I have a dataset, X, of real numbers, x, that I assume they follow a Lognormal distribution.
Based on this, the distribution Y(y), y=LN(x), is Gaussian.
Compute the parameters of X and Y, the mean value, standard deviation value and ultimately the coefficient of variation value.
Questions:
Given
X ~ Lognormal (μX , σX)
Y ~ Normal (μY , σY)
> For Y: an estimate of the mean value is μY an estimate of the standard
> deviation value is σY an estimate of the CoV value is σY/μY
>
> For X: an estimate of the mean value is exp(μX + σX^2/2) an estimate
> of the standard deviation value is SQRT[exp(σX^2) − 1]*exp(2μX +
> σX^2)] an estimate of the CoV value is SQRT[exp(σX^2) - 1]
1- Should μX = μY and σX = σY? Or are (μ , σ) calculated for each Dataset X and Y?

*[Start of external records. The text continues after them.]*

//! Router scenarios over in-process links.

use std::sync::Arc;
use std::time::Duration;

use async_trait::async_trait;
use bytes::Bytes;
use dashmap::DashMap;
use fieldnet_link::{
    ConfigurationError, IngressConfig, IngressEvent, IngressHandler, IngressPipeline,
    IngressSender, LinkError, LinkLayer, LinkSettings, MemoryLink, ProtocolRegistry,
};
use fieldnet_longtel::SegmentError;
use fieldnet_topology::{DeviceAddr, LinkFlags, TopologyDescription};
use fieldnet_wire::{FragmentKind, Priority, FRAME_BUDGET};
use once_cell::sync::Lazy;
use tokio::sync::mpsc;
use tokio::time::timeout;

use crate::{Delivery, DropReason, Osi3Router, RouterConfig, RouterStats, RoutingError};

const WAIT: Duration = Duration::from_secs(5);
const RECORDING: &str = "recording";

/// Frames sent by recording links, keyed by their `tap` property
static TAPS: Lazy<DashMap<String, Vec<Bytes>>> = Lazy::new(DashMap::new);

/// Memory link that keeps a copy of every frame it sends
#[derive(Debug)]
struct RecordingLink {
    tap: String,
    inner: Arc<dyn LinkLayer>,
}

impl RecordingLink {
    fn create(settings: LinkSettings) -> Result<Arc<dyn LinkLayer>, ConfigurationError> {
        let tap = settings.properties.get("tap").cloned().unwrap_or_default();
        let inner = MemoryLink::create(settings)?;
        Ok(Arc::new(Self { tap, inner }))
    }
}

#[async_trait]
impl LinkLayer for RecordingLink {
    fn protocol(&self) -> &str {
        RECORDING
    }

    fn port(&self) -> u8 {
        self.inner.port()
    }

    fn property(&self, name: &str) -> Option<&str> {
        self.inner.property(name)
    }

    fn is_connected(&self) -> bool {
        self.inner.is_connected()
    }

    async fn start(&self, ingress: IngressSender) -> Result<(), LinkError> {
        self.inner.start(ingress).await
    }

    async fn send(&self, priority: Priority, frame: Bytes) -> Result<(), LinkError> {
        TAPS.entry(self.tap.clone()).or_default().push(frame.clone());
        self.inner.send(priority, frame).await
    }

    async fn stop(&self) {
        self.inner.stop().await
    }
}

fn tapped(tap: &str) -> Vec<Bytes> {
    TAPS.get(tap).map(|frames| frames.clone()).unwrap_or_default()
}

fn registry() -> ProtocolRegistry {
    let mut registry = ProtocolRegistry::with_builtin();
    registry.register(RECORDING, RecordingLink::create);
    registry
}

async fn node(
    local: u8,
    description: &TopologyDescription,
) -> (Osi3Router, mpsc::UnboundedReceiver<Delivery>) {
    node_with(local, description, RouterConfig::default()).await
}
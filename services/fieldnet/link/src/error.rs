//! Link-layer errors.

use thiserror::Error;

/// Runtime errors of a link layer
#[derive(Error, Debug, Clone, PartialEq, Eq)]
pub enum LinkError {
    /// No peer is attached to the link
    #[error("{protocol} link on port {port} is not connected")]
    NotConnected {
        /// Protocol identifier
        protocol: String,
        /// Local port
        port: u8,
    },

    /// The in-memory channel already has two endpoints
    #[error("memory channel {0} already has two endpoints")]
    ChannelFull(String),

    /// The link was started twice
    #[error("link on port {0} already started")]
    AlreadyStarted(u8),

    /// The ingress pipeline has shut down
    #[error("ingress pipeline closed")]
    Closed,
}

/// Errors raised while binding ports to link layers
#[derive(Error, Debug, Clone, PartialEq, Eq)]
pub enum ConfigurationError {
    /// No factory registered under this identifier
    #[error("unknown link protocol: {0}")]
    UnknownProtocol(String),

    /// A required link-layer property is absent
    #[error("{protocol} link on port {port} requires property '{name}'")]
    MissingProperty {
        /// Protocol identifier
        protocol: String,
        /// Local port
        port: u8,
        /// Property name
        name: String,
    },
}
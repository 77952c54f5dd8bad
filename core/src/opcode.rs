/// # Opcodes
///
/// A raw Chip-8 instruction is 16 bits, read big-endian from two consecutive bytes.
/// Which instruction it is depends on some combination of:
/// - `[o___]` the family; applies to every instruction
/// - `[___n]` the operation within families 0x8 and (with `[__n_]`) 0xE/0xF
/// - `[_nnn]` a fixed operation without operands (CLS and RET)
///
/// The nibbles that don't select the instruction carry its operands:
/// - `[_nnn]` a 12-bit address
/// - `[__kk]` an 8-bit immediate
/// - `[_x__]` the register Vx, or the last register of the block V0..=Vx
/// - `[__y_]` the register Vy
/// - `[___n]` a sprite height
pub trait Opcode {
    /// The instruction split into its four nibbles, most significant first.
    fn nibbles(&self) -> (u8, u8, u8, u8);

    /// `[o___]`
    fn family(&self) -> u8;

    /// `[_x__]`
    fn x(&self) -> u8;

    /// `[__y_]`
    fn y(&self) -> u8;

    /// `[___n]`
    fn n(&self) -> u8;

    /// `[__kk]`
    fn kk(&self) -> u8;

    /// `[_nnn]`
    fn nnn(&self) -> u16;
}

impl Opcode for u16 {
    fn nibbles(&self) -> (u8, u8, u8, u8) {
        (self.family(), self.x(), self.y(), self.n())
    }

    fn family(&self) -> u8 {
        (self >> 12) as u8
    }

    fn x(&self) -> u8 {
        ((self >> 8) & 0xF) as u8
    }

    fn y(&self) -> u8 {
        ((self >> 4) & 0xF) as u8
    }

    fn n(&self) -> u8 {
        (self & 0xF) as u8
    }

    fn kk(&self) -> u8 {
        (self & 0xFF) as u8
    }

    fn nnn(&self) -> u16 {
        self & 0x0FFF
    }
}

/// Joins the two bytes of an instruction as they are laid out in memory.
pub fn from_bytes(high: u8, low: u8) -> u16 {
    u16::from_be_bytes([high, low])
}
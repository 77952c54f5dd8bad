pub use chip8::{Chip8, HaltReason, Status};
pub use constants::CLOCK_SPEED;
pub use error::{Error, Fault};
pub use instruction::Instruction;

mod chip8;
pub mod constants;
mod error;
mod instruction;
mod opcode;
mod operations;
pub mod state;
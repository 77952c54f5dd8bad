use emu8_core::constants::TIMER_FREQUENCY;
use emu8_core::{Chip8, HaltReason, Status};
use emu8_display::frame_to_text;
use log::info;

use crate::Args;

/// Runs without a window or keyboard.
///
/// Timers tick once every `clock_speed / 60` instructions so a ROM sees the same
/// timer behaviour it would at full speed. Stops at the step budget, on a halt, or
/// on a key wait (nothing can ever press a key), then prints the screen.
pub fn run(mut chip8: Chip8, args: &Args) -> Result<(), String> {
    let status = execute(&mut chip8, args.clock_speed, args.steps);
    println!("{}", frame_to_text(chip8.frame()));
    info!("finished at pc {:#05X}: {:?}", chip8.state().pc, status);

    match status {
        Status::Halted(HaltReason::Fault(fault)) => Err(fault.to_string()),
        _ => Ok(()),
    }
}

fn execute(chip8: &mut Chip8, clock_speed: u32, steps: usize) -> Status {
    let steps_per_tick = (clock_speed / TIMER_FREQUENCY).max(1) as usize;
    let mut executed = 0;

    while executed < steps {
        let budget = steps_per_tick.min(steps - executed);
        let status = chip8.run(budget);
        executed += budget;
        if status != Status::Running {
            return status;
        }
        chip8.tick_timers();
    }
    chip8.status()
}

2- What are the expressions that relate the parameters, mean, standard deviation and CoV of X and Y?
Example:
import numpy as np
import pandas as pd
np.random.seed(0)
LNd = pd.DataFrame(np.random.lognormal(mean=0.0, sigma=1.0, size=1000000), columns=['Values'])
mX = np.mean(LNd.values)
sX = np.std(LNd.values)
print(mX, sX)
Nd = LNd['Values'].apply(lambda x: np.log(x))
Nd.columns = ['Values']
mY = np.mean(Nd.values)
sY = np.std(Nd.values)
print(mY, sY)
emX=np.exp(mY+(sY**2)/2)
esX=(np.exp(2*mY+2*(sY**2))-np.exp(2*mY+(sY**2)))**0.5
print(emX, esX)
emY=np.log(mX)-(sX**2)/2
esY=(np.log(1+(sX/mX)**2))**0.5
print(emY, esY)
Why is emy not equal to mY?
In other references (wikipedia) there are other expressions but still emy is not equal to mY.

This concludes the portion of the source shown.